In Chinese mythology the goddess Nüwa (女娲) used yellow clay to make people (''Taiping Anthologies for the Emperor'' (太平御覽 or Taiping Yulan), by Li Fang (李昉), volume 78, "Customs by Yingshao of the Han Dynasty"; see also "Elegies of Chu" (楚辞 or Chuci) by Qu Yuan (屈原), chapter 3, "Asking Heaven"). Nüwa was often portrayed with the body of a serpent.


"Marduk made known to Ea his intention of creating man, and Ea suggested that if one of the gods were sacrificed the remainder of them should be set free from service, presumably to Marduk.
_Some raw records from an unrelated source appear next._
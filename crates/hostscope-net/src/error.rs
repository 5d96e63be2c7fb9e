//! Internal error types for probe transfers.
//!
//! These never cross the prober boundary as call-level errors; the
//! prober folds them into the `error` field of the result record.

use thiserror::Error;

/// Result type alias for probe transfers.
pub type NetResult<T> = Result<T, NetError>;

/// Errors from a single probe transfer.
#[derive(Debug, Error)]
pub enum NetError {
    /// Endpoint answered with a non-success HTTP status.
    #[error("endpoint returned HTTP {status}: {url}")]
    RequestFailed {
        /// HTTP status code
        status: u16,
        /// The URL that was requested
        url: String,
    },

    /// Network or HTTP client error (DNS failure, timeout, reset).
    #[error("network error: {0}")]
    Network(#[from] reqwest::Error),

    /// Endpoint URL failed to parse.
    #[error("invalid endpoint URL: {0}")]
    InvalidUrl(#[from] url::ParseError),
}

#[cfg(test)]
mod tests {
    use super::*;

    #[test]
    fn request_failed_message_names_status_and_url() {
        let err = NetError::RequestFailed {
            status: 503,
            url: "https://example.com/down".to_string(),
        };
        let msg = err.to_string();
        assert!(msg.contains("503"));
        assert!(msg.contains("example.com"));
    }

    #[test]
    fn invalid_url_converts_from_parse_error() {
        let parse_err = url::Url::parse("not a url").unwrap_err();
        let err: NetError = parse_err.into();
        assert!(err.to_string().contains("invalid endpoint URL"));
    }
}
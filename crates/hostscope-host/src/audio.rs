//! Audio device enumeration via `cpal`.

use cpal::traits::{DeviceTrait, HostTrait};
use hostscope_core::domain::AudioDevices;
use hostscope_core::ports::{AudioEnumeratorPort, DeviceError};
use tracing::debug;

/// Production audio enumerator using the default `cpal` host
/// (CoreAudio on macOS, WASAPI on Windows, ALSA on Linux).
#[derive(Debug, Default, Clone, Copy)]
pub struct CpalAudioEnumerator;

impl CpalAudioEnumerator {
    /// Create a new audio enumerator.
    #[must_use]
    pub const fn new() -> Self {
        Self
    }
}

impl AudioEnumeratorPort for CpalAudioEnumerator {
    fn list_audio_devices(&self) -> Result<AudioDevices, DeviceError> {
        let host = cpal::default_host();

        let default_input = host.default_input_device().and_then(|d| d.name().ok());
        let default_output = host.default_output_device().and_then(|d| d.name().ok());

        // A failing enumeration call is a component error; devices that
        // merely refuse to report a name are skipped.
        let mut inputs = Vec::new();
        for device in host
            .input_devices()
            .map_err(|e| DeviceError::Enumeration(e.to_string()))?
        {
            if let Ok(name) = device.name() {
                inputs.push(name);
            }
        }

        let mut outputs = Vec::new();
        for device in host
            .output_devices()
            .map_err(|e| DeviceError::Enumeration(e.to_string()))?
        {
            if let Ok(name) = device.name() {
                outputs.push(name);
            }
        }

        debug!(
            inputs = inputs.len(),
            outputs = outputs.len(),
            "audio devices enumerated"
        );

        Ok(AudioDevices {
            inputs,
            outputs,
            default_input,
            default_output,
        })
    }
}
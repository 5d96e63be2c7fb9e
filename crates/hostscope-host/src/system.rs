//! Host snapshot via `sysinfo`.

use hostscope_core::domain::{NetworkInterface, SystemInfo};
use hostscope_core::ports::HostProbePort;
use sysinfo::{Networks, System};
use tracing::{debug, warn};

use crate::gpu;

/// Production host probe.
///
/// Stateless: every [`HostProbePort::system_info`] call builds a fresh
/// `sysinfo::System` and interface snapshot, so consecutive queries never
/// see stale counters.
#[derive(Debug, Default, Clone, Copy)]
pub struct HostProbe;

impl HostProbe {
    /// Create a new host probe.
    #[must_use]
    pub const fn new() -> Self {
        Self
    }
}

impl HostProbePort for HostProbe {
    fn system_info(&self) -> SystemInfo {
        collect()
    }
}

/// Take a point-in-time snapshot of the host.
fn collect() -> SystemInfo {
    let sys = System::new_all();

    let cpus = sys.cpus();
    let cpu_brand = cpus
        .first()
        .map(|cpu| cpu.brand().to_string())
        .unwrap_or_default();

    // sysinfo reports bytes; the record carries kilobytes.
    let total_memory_kb = sys.total_memory() / 1024;
    let used_memory_kb = sys.used_memory() / 1024;
    let total_swap_kb = sys.total_swap() / 1024;
    let used_swap_kb = sys.used_swap() / 1024;

    // Flagged, not corrected: usage above total indicates a measurement
    // race between the two reads, and the record reports as measured.
    if used_memory_kb > total_memory_kb {
        warn!(used_memory_kb, total_memory_kb, "used memory exceeds total");
    }
    if used_swap_kb > total_swap_kb {
        warn!(used_swap_kb, total_swap_kb, "used swap exceeds total");
    }

    let networks = Networks::new_with_refreshed_list();
    let mut interfaces: Vec<NetworkInterface> = networks
        .iter()
        .map(|(name, data)| NetworkInterface {
            name: name.clone(),
            received: data.total_received(),
            transmitted: data.total_transmitted(),
        })
        .collect();
    // Networks iterates in hash order; sort so repeat snapshots are stable.
    interfaces.sort_by(|a, b| a.name.cmp(&b.name));

    debug!(
        interfaces = interfaces.len(),
        logical_cores = cpus.len(),
        "host snapshot collected"
    );

    SystemInfo {
        os_name: System::name(),
        hostname: System::host_name(),
        kernel_version: System::kernel_version(),
        os_version: System::os_version(),
        cpu_brand,
        cpu_physical_cores: System::physical_core_count(),
        cpu_logical_cores: cpus.len(),
        cpu_arch: std::env::consts::ARCH.to_string(),
        total_memory_kb,
        used_memory_kb,
        total_swap_kb,
        used_swap_kb,
        uptime_secs: System::uptime(),
        interfaces,
        gpus: gpu::list_gpus(),
    }
}

#[cfg(test)]
mod tests {
    use super::*;

    #[test]
    fn snapshot_has_plausible_memory_and_cores() {
        let info = HostProbe::new().system_info();

        assert!(info.total_memory_kb > 0);
        assert!(info.cpu_logical_cores > 0);
        assert!(!info.cpu_arch.is_empty());
        // used ≤ total holds on a well-behaved host; a violation is logged
        // by collect() rather than asserted here.
    }

    #[test]
    fn interfaces_are_sorted_by_name() {
        let info = HostProbe::new().system_info();
        let names: Vec<&str> = info.interfaces.iter().map(|i| i.name.as_str()).collect();

        let mut sorted = names.clone();
        sorted.sort_unstable();
        assert_eq!(names, sorted);
    }

    #[test]
    fn consecutive_snapshots_agree_on_static_facts() {
        let probe = HostProbe::new();
        let first = probe.system_info();
        let second = probe.system_info();

        assert_eq!(first.os_name, second.os_name);
        assert_eq!(first.cpu_brand, second.cpu_brand);
        assert_eq!(first.cpu_logical_cores, second.cpu_logical_cores);
    }
}
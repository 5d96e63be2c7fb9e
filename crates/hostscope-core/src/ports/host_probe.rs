//! Host probe port: the system information snapshot.

use crate::domain::SystemInfo;

/// Port for reading a snapshot of host facts.
///
/// Implementations re-read the host on every call: host state is mutable
/// outside this system's control, so caching a snapshot would only
/// introduce staleness. The query always succeeds: facts the platform
/// cannot determine come back as `None` fields, never as an error.
pub trait HostProbePort: Send + Sync {
    /// Take a fresh snapshot of the host.
    fn system_info(&self) -> SystemInfo;
}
Thereupon Marduk summons a council of the gods, and asks them to name the instigator of the fight in which he himself was the victor. In reply the gods named Kingu, Tiâmat's second husband, whom they seized forthwith, and bound with fetters and carried to Ea, and then having 'inflicted punishment upon him they let his blood.' From Kingu's blood Ea fashioned mankind for the service of the gods."


("The Babylonian Legends of Creation", by E. A. Wallis Budge, (1921))


Aside from this bottom up element, religious creation stories tend to describe creation in terms of a descending hierarchy. The original highest god will create lesser gods, and these gods may be personified broad aspects of nature. The lesser gods may give rise to still lesser gods with narrower responsibilities like a goddess of beer and wine, until we reach human beings, pieced together from handfuls of earth. The highest god somehow contains all the rest in some potential form, and it is through a kind of division process that these aspects are individuated. The most high god is the broadest genera, from which come species, and sub-species and so on.


"A river watering the garden flowed from Eden; from there it was separated into four headwaters."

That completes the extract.